After recompiling and executing, we get the output shown in Figure 10:

The command line is: "cli native Test App.exe ".
Enclave: "Enclave.signed.dll"
[Peak stack use]: 0x2KB
[Peak heap use]: 0xc0KB

Figure 10.  EMMT output after increasing the number of password changes.

This result, however, is unexpected. Originally, we used only 4 KB of stack space, but it has jumped to 192 KB. If there was a small increase that would possibly make sense, but a 48x increase does not! Increasing the number of password changes to 5000 causes yet another increase in the heap usage:

[Peak heap use]: 0x3acKB
Figure 11. EMMT output after further increasing the number of password changes.

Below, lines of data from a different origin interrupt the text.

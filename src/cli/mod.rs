//! # Command-Line Interface
//!
//! User-facing commands and output formatting.
//!
//! ## Commands
//!
//! | Command | Purpose |
//! |---------|---------|
//! | `list` | All courses in course number order |
//! | `show <ID>` | One course with prerequisite titles resolved |
//! | `check` | Dangling prerequisites and repeated course numbers |
//! | `shell` | Numbered menu: load, list, find, exit |
//! | `config` | Effective configuration |
//!
//! ## Catalog Selection
//!
//! `--catalog PATH`, then `$CATALOG_FILE`, then `default_catalog` from the
//! config file.
//!
//! ## Output Formats
//!
//! All commands support `--format`:
//! - `text` (default) - Human-readable output
//! - `json` - Machine-parseable JSON
//!
//! ## Verbose Mode
//!
//! Use `--verbose` (or `-v`) for debug output on stderr:
//! ```bash
//! catalog --verbose show CSCI300
//! ```
//!
//! ## Entry Point
//!
//! Call [`run()`] to parse arguments and execute the appropriate command.

mod app;
mod course;
mod output;
mod shell;

pub use app::{run, Cli, Commands, Settings};
pub use course::{course_json, write_course, write_listing};
pub use output::{Output, OutputFormat};
pub use shell::Shell;
//! Course Catalog - ordered course listing and prerequisite lookup

use std::process::ExitCode;

fn main() -> ExitCode {
    if let Err(e) = course_catalog::cli::run() {
        eprintln!("Error: {:#}", e);
        ExitCode::FAILURE
    } else {
        ExitCode::SUCCESS
    }
}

This suggests we have a memory leak in the enclave.

The loop responsible for changing the password is invoking these two ECALLs:

  • ve_accounts_generate_password()
  • ve_accounts_set_password()

A quick review of E_Vault.cpp turns up the culprit. In E_Vault::accounts_set_password(), we are calling new without a corresponding delete. Thus, each call to change a password leaks a few bytes of memory. Since this code was derived from the non-Intel SGX code path, a review of Vault.cpp reveals the exact same problem.

After fixing the memory leak, we run our test again and obtain the results shown in Figure 12:

The command line is: "cli native Test App.exe ".
Enclave: "Enclave.signed.dll"
[Peak stack use]: 0x2KB
[Peak heap use]: 0x4KB

Figure 12.  EMMT output after fixing the memory leak.

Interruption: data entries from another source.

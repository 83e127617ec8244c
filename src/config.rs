use config::{Config, Environment, File as ConfigFile};
use serde::Deserialize;
use std::path::Path;
use std::time::Duration;

use crate::error::Error;

/// Kaltura caps `pager[pageSize]` at 500.
pub const MAX_PAGE_SIZE: u32 = 500;

#[derive(Debug, Clone, Deserialize)]
pub struct AppConfig {
    /// Kaltura session (KS) used for every request.
    #[serde(default)]
    pub session: Option<String>,
    #[serde(default = "default_service_url")]
    pub service_url: String,
    #[serde(default = "default_page_size")]
    pub page_size: u32,
    #[serde(default = "default_delete_wait_ms")]
    pub delete_wait_ms: u64,
    #[serde(default = "default_request_timeout_secs")]
    pub request_timeout_secs: u64,
}

fn default_service_url() -> String {
    "https://www.kaltura.com".to_string()
}

fn default_page_size() -> u32 {
    50
}

fn default_delete_wait_ms() -> u64 {
    500
}

fn default_request_timeout_secs() -> u64 {
    30
}

impl AppConfig {
    /// Startup checks; runs before any request is made.
    pub fn validate(&self) -> Result<(), Error> {
        self.session()?;

        if self.page_size == 0 || self.page_size > MAX_PAGE_SIZE {
            return Err(Error::InvalidConfig(format!(
                "page_size must be between 1 and {}, got {}",
                MAX_PAGE_SIZE, self.page_size
            )));
        }

        if self.service_url.trim().is_empty() {
            return Err(Error::InvalidConfig("service_url is empty".to_string()));
        }

        Ok(())
    }

    pub fn session(&self) -> Result<&str, Error> {
        match self.session.as_deref().map(str::trim) {
            Some(session) if !session.is_empty() => Ok(session),
            _ => Err(Error::MissingSession),
        }
    }

    pub fn delete_wait(&self) -> Duration {
        Duration::from_millis(self.delete_wait_ms)
    }

    pub fn request_timeout(&self) -> Duration {
        Duration::from_secs(self.request_timeout_secs)
    }

    /// Copy safe to print.
    pub fn redacted(&self) -> AppConfig {
        AppConfig {
            session: self.session.as_ref().map(|_| "<redacted>".to_string()),
            ..self.clone()
        }
    }
}

/// Load `Config.toml` from the working directory (or `path` when given),
/// overlaid with `FLAVOR_SWEEP_*` environment variables.
pub fn load_configuration(path: Option<&Path>) -> Result<AppConfig, Error> {
    let file_source = match path {
        Some(path) => ConfigFile::from(path).required(true),
        None => ConfigFile::with_name("Config").required(false),
    };

    let builder = Config::builder()
        .add_source(file_source)
        .add_source(Environment::with_prefix("FLAVOR_SWEEP"))
        .build()?;
    Ok(builder.try_deserialize::<AppConfig>()?)
}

This takes us back to our original heap usage of 4 KB.

We aren’t done, however. This is the base usage for a handful of entries, all with reasonable string lengths, but our vault can actually store much longer strings—up to 64 KB each, for the account name, URL, login name, and password. That means each account could require 256 KB, and with eight accounts total that means the vault could be up to 2 MB in memory.

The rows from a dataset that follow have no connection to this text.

#![allow(dead_code)]

use async_trait::async_trait;
use std::collections::{HashMap, HashSet, VecDeque};
use std::sync::{Arc, Mutex};
use std::time::Duration;

use flavor_sweep::{CatalogClient, EntityPage, Error, FlavorAsset, MediaEntity, Prompter, SweepOptions};

#[derive(Debug, Clone, PartialEq, Eq)]
pub enum Call {
    ListEntities(u32),
    ListVariants(String),
    Delete(String),
}

/// In-memory catalog that records every call made against it.
#[derive(Default)]
pub struct FakeCatalog {
    pages: Vec<Vec<MediaEntity>>,
    total_count: u64,
    flavors: HashMap<String, Vec<FlavorAsset>>,
    failing_pages: HashSet<u32>,
    failing_entities: HashSet<String>,
    failing_deletes: HashSet<String>,
    calls: Arc<Mutex<Vec<Call>>>,
}

impl FakeCatalog {
    pub fn new() -> Self {
        Self::default()
    }

    /// Append a page of entities; each entity gets the given flavors.
    pub fn with_page(mut self, entities: Vec<(&str, Vec<FlavorAsset>)>) -> Self {
        let mut page = Vec::new();
        for (id, flavors) in entities {
            page.push(MediaEntity::new(id));
            self.flavors.insert(id.to_string(), flavors);
        }
        self.total_count += page.len() as u64;
        self.pages.push(page);
        self
    }

    /// Append `count` entities that each have a single flavor.
    pub fn with_plain_page(mut self, prefix: &str, count: usize) -> Self {
        let entities: Vec<(String, Vec<FlavorAsset>)> = (0..count)
            .map(|i| {
                let id = format!("{}_{}", prefix, i);
                let flavor = FlavorAsset::new(format!("{}_src", id), true);
                (id, vec![flavor])
            })
            .collect();
        let mut page = Vec::new();
        for (id, flavors) in entities {
            page.push(MediaEntity::new(id.clone()));
            self.flavors.insert(id, flavors);
        }
        self.total_count += page.len() as u64;
        self.pages.push(page);
        self
    }

    pub fn failing_page(mut self, page_index: u32) -> Self {
        self.failing_pages.insert(page_index);
        self
    }

    pub fn failing_entity(mut self, entity_id: &str) -> Self {
        self.failing_entities.insert(entity_id.to_string());
        self
    }

    pub fn failing_delete(mut self, variant_id: &str) -> Self {
        self.failing_deletes.insert(variant_id.to_string());
        self
    }

    pub fn calls(&self) -> Arc<Mutex<Vec<Call>>> {
        Arc::clone(&self.calls)
    }

    fn record(&self, call: Call) {
        self.calls.lock().unwrap().push(call);
    }
}

#[async_trait]
impl CatalogClient for FakeCatalog {
    async fn list_entities(&self, page_index: u32, page_size: u32) -> Result<EntityPage, Error> {
        self.record(Call::ListEntities(page_index));
        if self.failing_pages.contains(&page_index) {
            return Err(Error::Malformed(format!("page {} unreadable", page_index)));
        }
        let entities = self
            .pages
            .get(page_index as usize)
            .cloned()
            .unwrap_or_default();
        assert!(entities.len() <= page_size as usize, "fake page larger than page size");
        Ok(EntityPage {
            entities,
            total_count: self.total_count,
        })
    }

    async fn list_variants(&self, entity_id: &str) -> Result<Vec<FlavorAsset>, Error> {
        self.record(Call::ListVariants(entity_id.to_string()));
        if self.failing_entities.contains(entity_id) {
            return Err(Error::Status {
                status: 503,
                body: "unavailable".to_string(),
            });
        }
        Ok(self.flavors.get(entity_id).cloned().unwrap_or_default())
    }

    async fn delete_variant(&self, variant_id: &str) -> Result<(), Error> {
        self.record(Call::Delete(variant_id.to_string()));
        if self.failing_deletes.contains(variant_id) {
            return Err(Error::Api {
                code: "FLAVOR_ASSET_ID_NOT_FOUND".to_string(),
                message: format!("Flavor asset id \"{}\" not found", variant_id),
            });
        }
        Ok(())
    }
}

/// Answers prompts from a fixed script; reports closed input when exhausted.
pub struct ScriptedPrompter {
    answers: VecDeque<String>,
    questions: Arc<Mutex<Vec<String>>>,
}

impl ScriptedPrompter {
    pub fn new(answers: &[&str]) -> Self {
        Self {
            answers: answers.iter().map(|a| a.to_string()).collect(),
            questions: Arc::new(Mutex::new(Vec::new())),
        }
    }

    pub fn questions(&self) -> Arc<Mutex<Vec<String>>> {
        Arc::clone(&self.questions)
    }
}

#[async_trait]
impl Prompter for ScriptedPrompter {
    async fn ask(&mut self, question: &str) -> Result<Option<String>, Error> {
        self.questions.lock().unwrap().push(question.to_string());
        Ok(self.answers.pop_front())
    }
}

pub fn original(id: &str) -> FlavorAsset {
    FlavorAsset::new(id, true)
}

pub fn derived(id: &str) -> FlavorAsset {
    FlavorAsset::new(id, false)
}

pub fn options(page_size: u32, dry_run: bool) -> SweepOptions {
    SweepOptions {
        dry_run,
        page_size,
        delete_wait: Duration::ZERO,
    }
}

pub fn deletes(calls: &Arc<Mutex<Vec<Call>>>) -> Vec<String> {
    calls
        .lock()
        .unwrap()
        .iter()
        .filter_map(|c| match c {
            Call::Delete(id) => Some(id.clone()),
            _ => None,
        })
        .collect()
}

pub fn pages_fetched(calls: &Arc<Mutex<Vec<Call>>>) -> Vec<u32> {
    calls
        .lock()
        .unwrap()
        .iter()
        .filter_map(|c| match c {
            Call::ListEntities(index) => Some(*index),
            _ => None,
        })
        .collect()
}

How much memory we want to allocate to the enclave is now a judgement call. Realistically, users are probably not going to enter 65,000+ characters into any of the fields, so 2 MB of heap space for the highly unlikely, worst-case scenario seems excessive. If each field only stored 80 bytes, which is still a lot, the total storage need would be under 3 KB. To be safe, we’ll allocate an additional 4 KB to the heap above what the EMMT measures, which brings it to 8 KB. The stack is given the minimum of 4 KB. The final enclave settings are shown in Figure 13:

Final enclave settings
Figure 13. Final enclave settings for the Tutorial Password Manager.

Our enclave is now using only a fraction of the EPC that was allocated to it by the default configuration.

If we were building a commercially viable password manager, one that could have an unlimited number of accounts, we’d need a different design strategy for the application since the fixed heap size means an enclave’s memory footprint cannot grow without bound. Our enclave would not be able to store the entire password database unencrypted in memory, and would instead have to implement some form of just-in-time processing, where accounts were only decrypted as they were needed.

Summary

The Intel SGX SDK includes tools to aid in the development and debugging of Intel SGX enclaves, and in particular to address the unique challenges presented by the security model. Production applications must not be inspectable, but debuggers are a critical tool in the software development lifecycle, and Intel provides a solution in the Intel SGX Debugger. Special instructions in the Intel SGX instruction set allow developers to use the Intel SGX Debugger on debug-mode enclaves while denying the same to production applications. Additionally, developers are encouraged to minimize the memory footprint of their enclaves because the EPC is a shared resource. The EMMT gives developers the information they need to appropriately size their stack and heap allocations. The Intel SGX SDK provides a complete development ecosystem with libraries, APIs, and tools for aiding development, debugging, and management of enclaves.

Sample Code

The code sample for this part of the series builds against the Intel SGX SDK version 1.8 using Microsoft Visual Studio 2015.